Ellul notes that anarchists have a fundamental hostility towards religion that goes far beyond that of Marxists: Marxist hostility to religion is, as it were, incidental to that system, whereas “anarchists make the destruction of religion a central element in their revolution”. As the anarchist writer Bakunin put it (reversing Voltaire’s phrase), “If God really existed, it would be necessary to abolish him”.
And from the other side of the fence, anarchy is often equated with chaos; and “chaos can hardly suit Christians”, who can “hardly conceive of a society without a preestablished and rigorously maintained order”.
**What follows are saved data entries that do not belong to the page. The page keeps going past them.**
//! Shared fixtures: an in-memory transport that routes by path and a
//! dashboard sink that records what it was asked to show.

#![allow(dead_code)]

use std::collections::HashMap;
use std::sync::atomic::{AtomicUsize, Ordering};
use std::sync::{Arc, Mutex};
use std::time::Duration;

use async_trait::async_trait;
use liquidity_monitor::assess::Assessment;
use liquidity_monitor::controller::Controller;
use liquidity_monitor::error::{MonitorError, TransportError};
use liquidity_monitor::portfolio::PortfolioSnapshot;
use liquidity_monitor::render::DashboardSink;
use liquidity_monitor::services::Endpoints;
use liquidity_monitor::state::{Config, Session};
use liquidity_monitor::transport::Transport;
use serde_json::{json, Value};
use url::Url;

#[derive(Debug, Clone, PartialEq)]
pub struct Recorded {
    pub method: &'static str,
    pub host: String,
    pub path: String,
    pub query: HashMap<String, String>,
    pub body: Option<Value>,
}

impl Recorded {
    pub fn q(&self, key: &str) -> Option<&str> {
        self.query.get(key).map(String::as_str)
    }
}

#[derive(Default)]
pub struct FakeTransport {
    risk_states: Mutex<HashMap<(String, String), Value>>,
    routes: Mutex<HashMap<String, Value>>,
    failures: Mutex<HashMap<String, TransportError>>,
    requests: Mutex<Vec<Recorded>>,
    delay: Mutex<Option<Duration>>,
    in_flight: AtomicUsize,
    max_in_flight: AtomicUsize,
}

impl FakeTransport {
    pub fn new() -> Arc<Self> {
        Arc::new(Self::default())
    }

    pub fn set_risk(&self, entity: &str, currency: &str, state: Value) {
        self.risk_states
            .lock()
            .unwrap()
            .insert((entity.to_string(), currency.to_string()), state);
    }

    /// Response for every request to `path` (e.g. "run_cycle").
    pub fn route(&self, path: &str, response: Value) {
        self.routes.lock().unwrap().insert(path.to_string(), response);
    }

    pub fn fail_path(&self, path: &str, err: TransportError) {
        self.failures.lock().unwrap().insert(path.to_string(), err);
    }

    /// Fail only the risk fetch for one cell.
    pub fn fail_cell(&self, entity: &str, currency: &str, err: TransportError) {
        self.failures
            .lock()
            .unwrap()
            .insert(format!("risk_state/{}/{}", entity, currency), err);
    }

    pub fn clear_failures(&self) {
        self.failures.lock().unwrap().clear();
    }

    /// Every request takes this long before it answers.
    pub fn set_delay(&self, delay: Duration) {
        *self.delay.lock().unwrap() = Some(delay);
    }

    pub fn requests(&self) -> Vec<Recorded> {
        self.requests.lock().unwrap().clone()
    }

    pub fn requests_to(&self, path: &str) -> Vec<Recorded> {
        self.requests()
            .into_iter()
            .filter(|r| r.path == path)
            .collect()
    }

    pub fn max_in_flight(&self) -> usize {
        self.max_in_flight.load(Ordering::SeqCst)
    }

    async fn handle(&self, method: &'static str, url: &Url, body: Option<&Value>) -> Result<Value, TransportError> {
        let path = url.path().trim_start_matches('/').to_string();
        let query: HashMap<String, String> = url.query_pairs().into_owned().collect();
        self.requests.lock().unwrap().push(Recorded {
            method,
            host: url.host_str().unwrap_or_default().to_string(),
            path: path.clone(),
            query: query.clone(),
            body: body.cloned(),
        });

        let now = self.in_flight.fetch_add(1, Ordering::SeqCst) + 1;
        self.max_in_flight.fetch_max(now, Ordering::SeqCst);
        let delay = *self.delay.lock().unwrap();
        if let Some(d) = delay {
            tokio::time::sleep(d).await;
        }
        self.in_flight.fetch_sub(1, Ordering::SeqCst);

        let entity = query.get("entity_id").cloned().unwrap_or_default();
        let currency = query.get("currency").cloned().unwrap_or_default();
        {
            let failures = self.failures.lock().unwrap();
            if let Some(err) = failures
                .get(&format!("{}/{}/{}", path, entity, currency))
                .or_else(|| failures.get(&path))
            {
                return Err(err.clone());
            }
        }

        if path == "risk_state" {
            return self
                .risk_states
                .lock()
                .unwrap()
                .get(&(entity.clone(), currency.clone()))
                .cloned()
                .ok_or_else(|| TransportError::Status {
                    status: 404,
                    body: format!("no state for {}/{}", entity, currency),
                });
        }
        Ok(self
            .routes
            .lock()
            .unwrap()
            .get(&path)
            .cloned()
            .unwrap_or_else(|| json!({"ok": true})))
    }
}

#[async_trait]
impl Transport for FakeTransport {
    async fn get_json(&self, url: &Url) -> Result<Value, TransportError> {
        self.handle("GET", url, None).await
    }

    async fn post_json(&self, url: &Url, body: &Value) -> Result<Value, TransportError> {
        self.handle("POST", url, Some(body)).await
    }
}

#[derive(Default)]
pub struct RecordingDashboard {
    pub assessments: Mutex<Vec<Assessment>>,
    pub portfolios: Mutex<Vec<PortfolioSnapshot>>,
    pub decisions: Mutex<Vec<Value>>,
    pub errors: Mutex<Vec<MonitorError>>,
}

impl RecordingDashboard {
    pub fn assessment_count(&self) -> usize {
        self.assessments.lock().unwrap().len()
    }

    pub fn last_assessment(&self) -> Option<Assessment> {
        self.assessments.lock().unwrap().last().cloned()
    }

    pub fn error_count(&self) -> usize {
        self.errors.lock().unwrap().len()
    }
}

impl DashboardSink for RecordingDashboard {
    fn render_assessment(&self, assessment: &Assessment) {
        self.assessments.lock().unwrap().push(assessment.clone());
    }

    fn render_portfolio(&self, snapshot: &PortfolioSnapshot) {
        self.portfolios.lock().unwrap().push(snapshot.clone());
    }

    fn render_decision_response(&self, response: &Value) {
        self.decisions.lock().unwrap().push(response.clone());
    }

    fn render_error(&self, err: &MonitorError) {
        self.errors.lock().unwrap().push(err.clone());
    }
}

pub fn test_config() -> Config {
    Config {
        sim_url: "http://sim.test".to_string(),
        risk_url: "http://risk.test".to_string(),
        orch_url: "http://orch.test".to_string(),
        scenario_id: "demo".to_string(),
        entity_id: "E1".to_string(),
        currency: "USD".to_string(),
        seed: 42,
        entities: vec!["E1".to_string(), "E2".to_string()],
        currencies: vec!["USD".to_string(), "EUR".to_string()],
        warn_minutes: 60,
        breach_minutes: 30,
        step_minutes: 5,
        live_interval_ms: 2000,
        playback_interval_ms: 2000,
        auto_agent: false,
        driver_limit: 5,
    }
}

pub fn endpoints() -> Endpoints {
    test_config().endpoints()
}

pub fn build(cfg: &Config) -> (Controller, Arc<FakeTransport>, Arc<RecordingDashboard>) {
    let transport = FakeTransport::new();
    let sink = Arc::new(RecordingDashboard::default());
    let controller = Controller::new(
        transport.clone(),
        cfg.endpoints(),
        Session::from_config(cfg),
        sink.clone(),
    );
    (controller, transport, sink)
}

/// Risk payload shaped like the risk service's.
pub fn risk_json(balance: f64, buffer: f64, minutes_to_breach: Option<i64>) -> Value {
    json!({
        "scenario_id": "demo",
        "as_of": "2026-10-15T09:00:00Z",
        "current_balance": balance,
        "early_warning_buffer": buffer,
        "buffer_remaining": balance - buffer,
        "minutes_to_breach": minutes_to_breach,
        "forecast": [
            {"t": "2026-10-15T09:00:00Z", "balance": balance},
            {"t": "2026-10-15T09:15:00Z", "balance": balance * 0.8},
            {"t": "2026-10-15T09:30:00Z", "balance": balance * 0.6},
        ],
        "drivers": [
            {"ts": "2026-10-15T09:10:00Z", "direction": "OUT", "amount": 2_000_000.0, "rail": "CHAPS", "status": "QUEUED", "priority": "HIGH"},
            {"ts": "2026-10-15T09:20:00Z", "direction": "IN", "amount": 500_000.0, "rail": "SWIFT", "status": "EXPECTED", "priority": "NORMAL"},
        ],
    })
}

pub fn ranked_actions_json() -> Value {
    json!({
        "rec_id": "rec-001",
        "ranked_actions": [
            {
                "action_type": "INTRADAY_SWEEP",
                "action_id": "A-1",
                "parameters": {"from_entity": "E2", "amount": 3_000_000.0},
                "impact_summary": "restores buffer for 90 min",
                "score": 0.91
            },
            {
                "action_type": "THROTTLE_PAYMENTS",
                "action_id": "A-2",
                "parameters": {"rail": "CHAPS", "minutes": 30},
                "impact_summary": "defers low-priority outflows",
                "score": 0.64
            }
        ],
        "explanation": "Projected breach inside 30 minutes."
    })
}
However, Ellul argues that in fact, contrary to the views of both anarchists and most Christians:
…biblical thought leads straight to anarchism ‑ anarchism is the only “anti-political political position” in harmony with Christian thought.
And, indeed, the anarchists – who see only the negative aspects of Christian history, while “all reality of love, joy and liberation, also lived by Christianity in these periods, is gleefully omitted” – are mistaken in thinking that atheism is a necessary condition for anarchy. On the contrary:
[T]he presence of the God of Jesus Christ is the necessary condition for human liberation. Denial of this necessity has caused the failure of all the so‑called liberating revolutions …
Arriving at real freedom requires the relativization of all human pretensions and therefore of all human domination. This relativization takes place only if humanity recognizes an exterior limit that transcends it, and if the transcendent limit is liberating love (as in the Christian revelation).
Ellul goes on to look at the biblical support for anarchy, which will form the subject of my next post. However, just as a final thought for this post, we should not automatically assume that an “anarchist” position is necessarily going to mean a “left-wing” outlook. As Ellul points out:
In view of the fact that freedom remains the anarchists’ central imperative, they belong to the Right (since freedom has been the Right’s rallying cry since 1945).
And we’ll see that there are marked parallels between Ellul’s argument and those advanced by NT Wright (see previous posts: 1 | 2), so much so that I expect Wright must have read Ellul on this subject. But while for Ellul his conclusions lead him towards anarchy, Wright’s not-dissimilar conclusions lead him, ironically, to a defence of monarchy (see the final section of his essay, “God and Caesar” (PDF)).